=== Record set ===
//! Local Memory Tests.
//!
//! Live register reads, write protection and operand resolution.

use octosim_core::common::SpecialRegister;
use octosim_core::core::Core;
use octosim_core::isa::{Opcode, decode};
use rstest::rstest;

use crate::common::builder::instruction::InstructionBuilder;
use crate::common::mocks::hub::quiet_hub;

#[test]
fn cnt_mirrors_the_global_tick() {
    let core = Core::new(0, false);
    let hub = quiet_hub(0, 0x1_0000_0123, 0);
    assert_eq!(core.read_local(SpecialRegister::Cnt.addr(), &hub), 0x123);
}

#[test]
fn ina_hides_pins_the_core_drives() {
    let mut core = Core::new(0, false);
    core.poke(SpecialRegister::Dira.addr(), 0b0101);
    let hub = quiet_hub(0, 0, 0b1111);
    assert_eq!(core.read_local(SpecialRegister::Ina.addr(), &hub), 0b1010);
    assert_eq!(core.read_local(SpecialRegister::Inb.addr(), &hub), 0);
}

#[rstest]
#[case(SpecialRegister::Par, false)]
#[case(SpecialRegister::Cnt, false)]
#[case(SpecialRegister::Ina, false)]
#[case(SpecialRegister::Inb, false)]
#[case(SpecialRegister::Outa, true)]
#[case(SpecialRegister::Dira, true)]
#[case(SpecialRegister::Phsa, true)]
fn program_writes_respect_read_only_registers(#[case] reg: SpecialRegister, #[case] stored: bool) {
    let mut core = Core::new(0, false);
    core.write_local(reg.addr(), 0xAB);
    assert_eq!(core.peek(reg.addr()) == 0xAB, stored, "{}", reg.name());
    assert_eq!(reg.is_read_only(), !stored);
}

#[test]
fn addresses_wrap_at_nine_bits() {
    let mut core = Core::new(0, false);
    core.poke(0x205, 9);
    assert_eq!(core.peek(5), 9);
    core.load_local(0x1FF, &[1, 2]);
    assert_eq!(core.peek(0x1FF), 1);
    assert_eq!(core.peek(0), 2);
}

#[test]
fn source_operand_honors_immediate_flag() {
    let mut core = Core::new(0, false);
    core.poke(0x21, 77);
    let hub = quiet_hub(0, 0, 0);

    let imm = decode(InstructionBuilder::new(Opcode::Mov).dest(0x20).imm(0x21).build());
    assert_eq!(core.source_value(&imm, &hub), 0x21);

    let reg = decode(InstructionBuilder::new(Opcode::Mov).dest(0x20).src(0x21).build());
    assert_eq!(core.source_value(&reg, &hub), 77);
}

#[test]
fn register_addresses_are_named() {
    assert_eq!(SpecialRegister::from_addr(0x1F4), Some(SpecialRegister::Outa));
    assert_eq!(SpecialRegister::from_addr(0x1EF), None);
    assert_eq!(SpecialRegister::Vscl.addr(), 0x1FF);
    assert_eq!(SpecialRegister::Ctra.name(), "CTRA");
}
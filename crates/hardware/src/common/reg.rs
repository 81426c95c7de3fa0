//! Register-Mapped Local Addresses.
//!
//! The top sixteen longs of every core's local memory (`0x1F0..=0x1FF`) are special
//! purpose registers rather than plain storage. This module provides:
//! 1. **Naming:** A static name table used by the mnemonic renderer.
//! 2. **Access Rules:** Which registers are read-only and how their live values are sourced.

use crate::common::constants::REGISTER_BASE;

/// Special purpose registers at local addresses `0x1F0..=0x1FF`.
#[derive(Clone, Copy, Debug, PartialEq, Eq, Hash)]
pub enum SpecialRegister {
    /// Boot parameter, set when the core is started.
    Par = 0x1F0,
    /// Mirror of the global tick counter.
    Cnt = 0x1F1,
    /// Input pins of port A masked by this core's direction bits.
    Ina = 0x1F2,
    /// Input pins of port B (unimplemented, reads 0).
    Inb = 0x1F3,
    /// Output drive bits of port A.
    Outa = 0x1F4,
    /// Output drive bits of port B (unused).
    Outb = 0x1F5,
    /// Direction bits of port A.
    Dira = 0x1F6,
    /// Direction bits of port B (unused).
    Dirb = 0x1F7,
    /// Counter A control.
    Ctra = 0x1F8,
    /// Counter B control.
    Ctrb = 0x1F9,
    /// Counter A frequency.
    Frqa = 0x1FA,
    /// Counter B frequency.
    Frqb = 0x1FB,
    /// Counter A phase accumulator.
    Phsa = 0x1FC,
    /// Counter B phase accumulator.
    Phsb = 0x1FD,
    /// Video configuration.
    Vcfg = 0x1FE,
    /// Video scale.
    Vscl = 0x1FF,
}

const NAMES: [&str; 16] = [
    "PAR", "CNT", "INA", "INB", "OUTA", "OUTB", "DIRA", "DIRB", "CTRA", "CTRB", "FRQA", "FRQB",
    "PHSA", "PHSB", "VCFG", "VSCL",
];

const ALL: [SpecialRegister; 16] = [
    SpecialRegister::Par,
    SpecialRegister::Cnt,
    SpecialRegister::Ina,
    SpecialRegister::Inb,
    SpecialRegister::Outa,
    SpecialRegister::Outb,
    SpecialRegister::Dira,
    SpecialRegister::Dirb,
    SpecialRegister::Ctra,
    SpecialRegister::Ctrb,
    SpecialRegister::Frqa,
    SpecialRegister::Frqb,
    SpecialRegister::Phsa,
    SpecialRegister::Phsb,
    SpecialRegister::Vcfg,
    SpecialRegister::Vscl,
];

impl SpecialRegister {
    /// Returns the register mapped at a local address, if any.
    pub fn from_addr(addr: u32) -> Option<Self> {
        addr.checked_sub(REGISTER_BASE)
            .and_then(|idx| ALL.get(idx as usize))
            .copied()
    }

    /// Local address of this register.
    #[inline]
    pub const fn addr(self) -> u32 {
        self as u32
    }

    /// Index into the local memory array.
    #[inline]
    pub const fn index(self) -> usize {
        self as usize
    }

    /// Canonical register name (e.g. `"DIRA"`).
    pub const fn name(self) -> &'static str {
        NAMES[(self.addr() - REGISTER_BASE) as usize]
    }

    /// Whether program writes to this register are dropped.
    pub const fn is_read_only(self) -> bool {
        matches!(self, Self::Par | Self::Cnt | Self::Ina | Self::Inb)
    }
}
===
Return all the data exactly as given.

//! Local Memory Tests.
//!
//! Live register reads, write protection and operand resolution.

use octosim_core::common::SpecialRegister;
use octosim_core::core::Core;
use octosim_core::isa::{Opcode, decode};
use rstest::rstest;

use crate::common::builder::instruction::InstructionBuilder;
use crate::common::mocks::hub::quiet_hub;

#[test]
fn cnt_mirrors_the_global_tick() {
    let core = Core::new(0, false);
    let hub = quiet_hub(0, 0x1_0000_0123, 0);
    assert_eq!(core.read_local(SpecialRegister::Cnt.addr(), &hub), 0x123);
}

#[test]
fn ina_hides_pins_the_core_drives() {
    let mut core = Core::new(0, false);
    core.poke(SpecialRegister::Dira.addr(), 0b0101);
    let hub = quiet_hub(0, 0, 0b1111);
    assert_eq!(core.read_local(SpecialRegister::Ina.addr(), &hub), 0b1010);
    assert_eq!(core.read_local(SpecialRegister::Inb.addr(), &hub), 0);
}

#[rstest]
#[case(SpecialRegister::Par, false)]
#[case(SpecialRegister::Cnt, false)]
#[case(SpecialRegister::Ina, false)]
#[case(SpecialRegister::Inb, false)]
#[case(SpecialRegister::Outa, true)]
#[case(SpecialRegister::Dira, true)]
#[case(SpecialRegister::Phsa, true)]
fn program_writes_respect_read_only_registers(#[case] reg: SpecialRegister, #[case] stored: bool) {
    let mut core = Core::new(0, false);
    core.write_local(reg.addr(), 0xAB);
    assert_eq!(core.peek(reg.addr()) == 0xAB, stored, "{}", reg.name());
    assert_eq!(reg.is_read_only(), !stored);
}

#[test]
fn addresses_wrap_at_nine_bits() {
    let mut core = Core::new(0, false);
    core.poke(0x205, 9);
    assert_eq!(core.peek(5), 9);
    core.load_local(0x1FF, &[1, 2]);
    assert_eq!(core.peek(0x1FF), 1);
    assert_eq!(core.peek(0), 2);
}

#[test]
fn source_operand_honors_immediate_flag() {
    let mut core = Core::new(0, false);
    core.poke(0x21, 77);
    let hub = quiet_hub(0, 0, 0);

    let imm = decode(InstructionBuilder::new(Opcode::Mov).dest(0x20).imm(0x21).build());
    assert_eq!(core.source_value(&imm, &hub), 0x21);

    let reg = decode(InstructionBuilder::new(Opcode::Mov).dest(0x20).src(0x21).build());
    assert_eq!(core.source_value(&reg, &hub), 77);
}

#[test]
fn register_addresses_are_named() {
    assert_eq!(SpecialRegister::from_addr(0x1F4), Some(SpecialRegister::Outa));
    assert_eq!(SpecialRegister::from_addr(0x1EF), None);
    assert_eq!(SpecialRegister::Vscl.addr(), 0x1FF);
    assert_eq!(SpecialRegister::Ctra.name(), "CTRA");
}
filename crates/hardware/src/common/reg.rs
repository 81426c95c7de3fa0
//! Register-Mapped Local Addresses.
//!
//! The top sixteen longs of every core's local memory (`0x1F0..=0x1FF`) are special
//! purpose registers rather than plain storage. This module provides:
//! 1. **Naming:** A static name table used by the mnemonic renderer.
//! 2. **Access Rules:** Which registers are read-only and how their live values are sourced.

use crate::common::constants::REGISTER_BASE;

/// Special purpose registers at local addresses `0x1F0..=0x1FF`.
#[derive(Clone, Copy, Debug, PartialEq, Eq, Hash)]
pub enum SpecialRegister {
    /// Boot parameter, set when the core is started.
    Par = 0x1F0,
    /// Mirror of the global tick counter.
    Cnt = 0x1F1,
    /// Input pins of port A masked by this core's direction bits.
    Ina = 0x1F2,
    /// Input pins of port B (unimplemented, reads 0).
    Inb = 0x1F3,
    /// Output drive bits of port A.
    Outa = 0x1F4,
    /// Output drive bits of port B (unused).
    Outb = 0x1F5,
    /// Direction bits of port A.
    Dira = 0x1F6,
    /// Direction bits of port B (unused).
    Dirb = 0x1F7,
    /// Counter A control.
    Ctra = 0x1F8,
    /// Counter B control.
    Ctrb = 0x1F9,
    /// Counter A frequency.
    Frqa = 0x1FA,
    /// Counter B frequency.
    Frqb = 0x1FB,
    /// Counter A phase accumulator.
    Phsa = 0x1FC,
    /// Counter B phase accumulator.
    Phsb = 0x1FD,
    /// Video configuration.
    Vcfg = 0x1FE,
    /// Video scale.
    Vscl = 0x1FF,
}

const NAMES: [&str; 16] = [
    "PAR", "CNT", "INA", "INB", "OUTA", "OUTB", "DIRA", "DIRB", "CTRA", "CTRB", "FRQA", "FRQB",
    "PHSA", "PHSB", "VCFG", "VSCL",
];

const ALL: [SpecialRegister; 16] = [
    SpecialRegister::Par,
    SpecialRegister::Cnt,
    SpecialRegister::Ina,
    SpecialRegister::Inb,
    SpecialRegister::Outa,
    SpecialRegister::Outb,
    SpecialRegister::Dira,
    SpecialRegister::Dirb,
    SpecialRegister::Ctra,
    SpecialRegister::Ctrb,
    SpecialRegister::Frqa,
    SpecialRegister::Frqb,
    SpecialRegister::Phsa,
    SpecialRegister::Phsb,
    SpecialRegister::Vcfg,
    SpecialRegister::Vscl,
];

impl SpecialRegister {
    /// Returns the register mapped at a local address, if any.
    pub fn from_addr(addr: u32) -> Option<Self> {
        addr.checked_sub(REGISTER_BASE)
            .and_then(|idx| ALL.get(idx as usize))
            .copied()
    }

    /// Local address of this register.
    #[inline]
    pub const fn addr(self) -> u32 {
        self as u32
    }

    /// Index into the local memory array.
    #[inline]
    pub const fn index(self) -> usize {
        self as usize
    }

    /// Canonical register name (e.g. `"DIRA"`).
    pub const fn name(self) -> &'static str {
        NAMES[(self.addr() - REGISTER_BASE) as usize]
    }

    /// Whether program writes to this register are dropped.
    pub const fn is_read_only(self) -> bool {
        matches!(self, Self::Par | Self::Cnt | Self::Ina | Self::Inb)
    }
}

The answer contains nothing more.